Through that framework outside entities can also obtain access keys and links for the records at other providers which they are authorized to view the records at.
Also; of course, all of the records would be required to be in "open, patent free, free to implement record formats as standardized by the medical industry software and equipment providers"; a specific format wouldn't be legally mandated, but the use of formats that are intended to be interchangeable would be.
What you describe more or less exists here in Spain. The (mandatory) national ID is a NFC smart card with a PKI key . With that (among a lot of other things) I can login into my regional government website  and look at my (single-payer) healthcare medical history, download it, see who has requested access to it, restrict access to some parts of it, make an appointment, ask for a new doctor, etc. etc. Of course it is sadly more closed-source, proprietary, lowest-bidder work than your vision, but at least the idea is out there and available for millions of people already.

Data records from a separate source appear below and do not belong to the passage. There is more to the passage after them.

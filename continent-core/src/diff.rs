//! C4: the diff engine.
//!
//! A pure function of two row sequences plus a clock reading used only to
//! stamp the produced records. No external state, stable under
//! re-invocation, bounded to roughly `|old| + |new|` map entries.
use std::collections::HashMap;

use serde_json::Value;
use tracing::warn;

use crate::model::{DeltaKind, DeltaRecord, Row};

/// Extracts the item identity used for diffing: the row's `id` field,
/// coerced to its string form. Rows without an `id` are skipped (§4.3,
/// `DiffItemMissingId`), not treated as fatal.
fn extract_id(row: &Row) -> Option<String> {
    let id = row.get("id")?;
    match id {
        Value::String(s) => Some(s.clone()),
        Value::Number(n) => Some(n.to_string()),
        Value::Bool(b) => Some(b.to_string()),
        Value::Null => None,
        Value::Array(_) | Value::Object(_) => None,
    }
}

/// Builds an identity → row map while recording first-seen order, skipping
/// rows with no usable `id`.
fn index_by_id(rows: &[Row]) -> (HashMap<String, &Row>, Vec<String>) {
    let mut map = HashMap::with_capacity(rows.len());
    let mut order = Vec::with_capacity(rows.len());
    for row in rows {
        match extract_id(row) {
            Some(id) => {
                if !map.contains_key(&id) {
                    order.push(id.clone());
                }
                map.insert(id, row);
            }
            None => warn!("row missing usable 'id' field, skipping during diff"),
        }
    }
    (map, order)
}

/// Computes add/update/delete records between `old_rows` (the parent
/// version's rows, empty if there is no parent) and `new_rows` (the version
/// being ingested). `ts` stamps every produced record.
///
/// Ordering (part of the `diff_checksum` contract, §4.3): `add`/`update`
/// records in the order their keys first appear in `new_rows`, followed by
/// `delete` records in the order their keys first appear in `old_rows`.
pub fn compute_diff(
    dataset_id: &str,
    version: &str,
    old_rows: &[Row],
    new_rows: &[Row],
    ts: i64,
) -> Vec<DeltaRecord> {
    let (old_map, _) = index_by_id(old_rows);
    let (new_map, new_order) = index_by_id(new_rows);
    let (_, old_order) = index_by_id(old_rows);

    let mut out = Vec::new();

    for item_id in &new_order {
        let new_item = new_map[item_id];
        match old_map.get(item_id) {
            None => out.push(DeltaRecord {
                dataset_id: dataset_id.to_owned(),
                version: version.to_owned(),
                kind: DeltaKind::Add,
                item_id: item_id.clone(),
                old_item: None,
                new_item: Some(new_item.clone()),
                ts,
            }),
            Some(old_item) => {
                if *old_item != new_item {
                    out.push(DeltaRecord {
                        dataset_id: dataset_id.to_owned(),
                        version: version.to_owned(),
                        kind: DeltaKind::Update,
                        item_id: item_id.clone(),
                        old_item: Some((*old_item).clone()),
                        new_item: Some(new_item.clone()),
                        ts,
                    });
                }
            }
        }
    }

    for item_id in &old_order {
        if !new_map.contains_key(item_id) {
            let old_item = old_map[item_id];
            out.push(DeltaRecord {
                dataset_id: dataset_id.to_owned(),
                version: version.to_owned(),
                kind: DeltaKind::Delete,
                item_id: item_id.clone(),
                old_item: Some(old_item.clone()),
                new_item: None,
                ts,
            });
        }
    }

    out
}

#[cfg(test)]
mod tests {
    use super::*;
    use pretty_assertions::assert_eq;
    use serde_json::json;

    #[test]
    fn first_version_is_all_adds() {
        let rows = vec![json!({"id": 1, "s": "a"}), json!({"id": 2, "s": "b"})];
        let deltas = compute_diff("D1", "v1", &[], &rows, 100);
        assert_eq!(deltas.len(), 2);
        assert!(deltas.iter().all(|d| d.kind == DeltaKind::Add));
        assert_eq!(deltas[0].item_id, "1");
        assert_eq!(deltas[1].item_id, "2");
    }

    #[test]
    fn pure_update() {
        let old = vec![json!({"id": 1, "s": "a"}), json!({"id": 2, "s": "b"})];
        let new = vec![json!({"id": 1, "s": "a"}), json!({"id": 2, "s": "c"})];
        let deltas = compute_diff("D1", "v2", &old, &new, 200);
        assert_eq!(deltas.len(), 1);
        assert_eq!(deltas[0].kind, DeltaKind::Update);
        assert_eq!(deltas[0].item_id, "2");
        assert_eq!(deltas[0].old_item, Some(json!({"id": 2, "s": "b"})));
        assert_eq!(deltas[0].new_item, Some(json!({"id": 2, "s": "c"})));
    }

    #[test]
    fn delete_and_add_in_canonical_order() {
        let old = vec![json!({"id": 1, "s": "a"}), json!({"id": 2, "s": "c"})];
        let new = vec![json!({"id": 2, "s": "c"}), json!({"id": 3, "s": "d"})];
        let deltas = compute_diff("D1", "v3", &old, &new, 300);
        assert_eq!(deltas.len(), 2);
        assert_eq!(deltas[0].kind, DeltaKind::Add);
        assert_eq!(deltas[0].item_id, "3");
        assert_eq!(deltas[1].kind, DeltaKind::Delete);
        assert_eq!(deltas[1].item_id, "1");
    }

    #[test]
    fn reingest_identical_rows_yields_no_deltas() {
        let rows = vec![json!({"id": 1, "s": "a"}), json!({"id": 2, "s": "c"})];
        let deltas = compute_diff("D1", "v2b", &rows, &rows, 400);
        assert!(deltas.is_empty());
    }

    #[test]
    fn rows_missing_id_are_skipped_not_fatal() {
        let old = vec![json!({"id": 1, "s": "a"})];
        let new = vec![json!({"s": "no id here"}), json!({"id": 1, "s": "a"})];
        let deltas = compute_diff("D1", "v2", &old, &new, 500);
        assert!(deltas.is_empty());
    }

    #[test]
    fn numeric_literal_distinction_is_preserved() {
        let old = vec![json!({"id": 1, "amount": 1})];
        let new = vec![json!({"id": 1, "amount": 1.0})];
        let deltas = compute_diff("D1", "v2", &old, &new, 600);
        assert_eq!(deltas.len(), 1);
        assert_eq!(deltas[0].kind, DeltaKind::Update);
    }
}
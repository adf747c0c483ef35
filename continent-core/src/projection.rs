//! C5 business logic: applying a `UserContext` (filter + sort) to a row
//! sequence. Pure and deterministic (§3 invariant, §8 "Projection
//! determinism"); the workflow crate is responsible for persistence and
//! notification around this function.
use std::cmp::Ordering;

use serde_json::Value;

use crate::model::{Row, SortSpec, UserContext};

/// A row passes iff every `(field, value)` entry in `ctx.filters` matches
/// (§4.5 step 4).
fn passes_filters(row: &Row, ctx: &UserContext) -> bool {
    ctx.filters
        .iter()
        .all(|(field, expected)| expected.matches(row.get(field)))
}

/// Total order over JSON values used for sorting: `null < bool < number <
/// string < array < object`, then within-type comparison. This is not part
/// of the wire contract — it only needs to be *consistent*, since the only
/// tested cross-row comparisons are same-typed (§8 scenario 6).
fn value_cmp(a: &Value, b: &Value) -> Ordering {
    fn rank(v: &Value) -> u8 {
        match v {
            Value::Null => 0,
            Value::Bool(_) => 1,
            Value::Number(_) => 2,
            Value::String(_) => 3,
            Value::Array(_) => 4,
            Value::Object(_) => 5,
        }
    }
    match (a, b) {
        (Value::Bool(x), Value::Bool(y)) => x.cmp(y),
        (Value::Number(x), Value::Number(y)) => x
            .as_f64()
            .unwrap_or(f64::NAN)
            .partial_cmp(&y.as_f64().unwrap_or(f64::NAN))
            .unwrap_or(Ordering::Equal),
        (Value::String(x), Value::String(y)) => x.cmp(y),
        _ => rank(a).cmp(&rank(b)),
    }
}

/// Sort key: missing fields sort as absent, treated as the minimum for
/// ascending order (§4.5 step 5).
fn sort_key_cmp(a: &Row, b: &Row, by: &str) -> Ordering {
    match (a.get(by), b.get(by)) {
        (None, None) => Ordering::Equal,
        (None, Some(_)) => Ordering::Less,
        (Some(_), None) => Ordering::Greater,
        (Some(x), Some(y)) => value_cmp(x, y),
    }
}

/// Applies `ctx`'s filter and sort to `rows`, returning the projected
/// sequence. Filtering keeps input order; sort, when present, is stable.
pub fn apply_context(rows: &[Row], ctx: &UserContext) -> Vec<Row> {
    let mut out: Vec<Row> = rows
        .iter()
        .filter(|row| passes_filters(row, ctx))
        .cloned()
        .collect();

    if let Some(SortSpec { by, desc }) = &ctx.sort {
        out.sort_by(|a, b| {
            let ord = sort_key_cmp(a, b, by);
            if *desc {
                ord.reverse()
            } else {
                ord
            }
        });
    }

    out
}

#[cfg(test)]
mod tests {
    use super::*;
    use crate::model::FilterValue;
    use pretty_assertions::assert_eq;
    use serde_json::json;
    use std::collections::BTreeMap;

    #[test]
    fn filter_and_sort_matches_scenario_6() {
        let rows = vec![
            json!({"id": 1, "status": "new", "country": "IN", "amount": 1200}),
            json!({"id": 2, "status": "shipped", "country": "US", "amount": 800}),
            json!({"id": 3, "status": "new", "country": "IN", "amount": 1500}),
        ];
        let mut filters = BTreeMap::new();
        filters.insert("status".to_owned(), FilterValue::Many(vec![json!("new")]));
        filters.insert("country".to_owned(), FilterValue::One(json!("IN")));
        let ctx = UserContext {
            filters,
            sort: Some(SortSpec { by: "amount".to_owned(), desc: true }),
            selection: None,
            ts: 0,
        };

        let projected = apply_context(&rows, &ctx);
        let ids: Vec<_> = projected.iter().map(|r| r["id"].as_i64().unwrap()).collect();
        assert_eq!(ids, vec![3, 1]);
    }

    #[test]
    fn missing_sort_key_sorts_as_minimum_ascending() {
        let rows = vec![json!({"id": 1, "amount": 5}), json!({"id": 2}), json!({"id": 3, "amount": 1})];
        let ctx = UserContext {
            sort: Some(SortSpec { by: "amount".to_owned(), desc: false }),
            ..Default::default()
        };
        let projected = apply_context(&rows, &ctx);
        let ids: Vec<_> = projected.iter().map(|r| r["id"].as_i64().unwrap()).collect();
        assert_eq!(ids, vec![2, 3, 1]);
    }

    #[test]
    fn empty_filters_pass_everything() {
        let rows = vec![json!({"id": 1}), json!({"id": 2})];
        let ctx = UserContext::default();
        assert_eq!(apply_context(&rows, &ctx).len(), 2);
    }
}
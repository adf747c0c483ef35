use async_trait::async_trait;
use redis::aio::ConnectionManager;
use redis::AsyncCommands;
use tracing::instrument;

use continent_core::traits::HotCache;

use crate::error::CacheError;

/// C2 implementation backed by `redis`'s auto-reconnecting connection
/// manager, cloned cheaply per call the way this crate's other gateways
/// share a single pooled handle.
#[derive(Clone)]
pub struct RedisHotCache {
    conn: ConnectionManager,
}

impl RedisHotCache {
    pub async fn connect(redis_url: &str) -> Result<Self, CacheError> {
        let client = redis::Client::open(redis_url)?;
        let conn = client.get_connection_manager().await?;
        Ok(Self { conn })
    }
}

#[async_trait]
impl HotCache for RedisHotCache {
    type Error = CacheError;

    #[instrument(skip(self, value))]
    async fn setnx_with_ttl(
        &self,
        key: &str,
        value: &[u8],
        ttl_seconds: u64,
    ) -> Result<bool, Self::Error> {
        let mut conn = self.conn.clone();
        let reply: Option<String> = redis::cmd("SET")
            .arg(key)
            .arg(value)
            .arg("NX")
            .arg("EX")
            .arg(ttl_seconds)
            .query_async(&mut conn)
            .await?;
        Ok(reply.is_some())
    }

    async fn set_with_ttl(
        &self,
        key: &str,
        value: &[u8],
        ttl_seconds: u64,
    ) -> Result<(), Self::Error> {
        let mut conn = self.conn.clone();
        conn.set_ex::<_, _, ()>(key, value, ttl_seconds).await?;
        Ok(())
    }

    async fn get(&self, key: &str) -> Result<Option<Vec<u8>>, Self::Error> {
        let mut conn = self.conn.clone();
        let value: Option<Vec<u8>> = conn.get(key).await?;
        Ok(value)
    }

    async fn hset_mapping(
        &self,
        key: &str,
        mapping: &[(String, Vec<u8>)],
    ) -> Result<(), Self::Error> {
        let mut conn = self.conn.clone();
        conn.hset_multiple::<_, _, _, ()>(key, mapping).await?;
        Ok(())
    }

    async fn publish(&self, topic: &str, payload: &[u8]) -> Result<(), Self::Error> {
        let mut conn = self.conn.clone();
        conn.publish::<_, _, ()>(topic, payload).await?;
        Ok(())
    }
}
use thiserror::Error;

#[derive(Debug, Error)]
pub enum CacheError {
    #[error("redis error: {0}")]
    Redis(#[from] redis::RedisError),
}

What if a "patient" happened to grab the records that were faxed from one office to another, or worse, someone intentionally got a common transposition of fax number for an office and captured medical records transferred by exemption?
There are many what-ifs. The intent of the system I outlined is to make good data-hygiene practices easier and thus more likely.
I'll also point out that most EHR systems aren't 'airgapped' like paper records of old, but are still connected to the internet at least loosely for security updates if not limited remote access.
If there's some specific attack scenario that you feel is worthy of discussing as a topic that positively enhances knowledge and the exchange of information please outline such a concern in a proper venue; which might or might not be this comments thread depending on the specific concerns. I merely provided a back-of-napkin idea to start from.
Trusting Mayo a bit to do the right thing here, I believe they will rein in Google's lust for reselling personal data, and limit the partnership to providing labeled data Google will use to train their latest pattern recognizers.
I suspect Mayo also hopes Google can break some new ground in analytics beyond munging mere patterns. No doubt Mayo would love to explore all kinds of advances in medical practice using novel monitoring and instrumentation, esp. in the clinic.
No telling what Google has proposed: maybe a lot, maybe only a little. Their announcement says nought.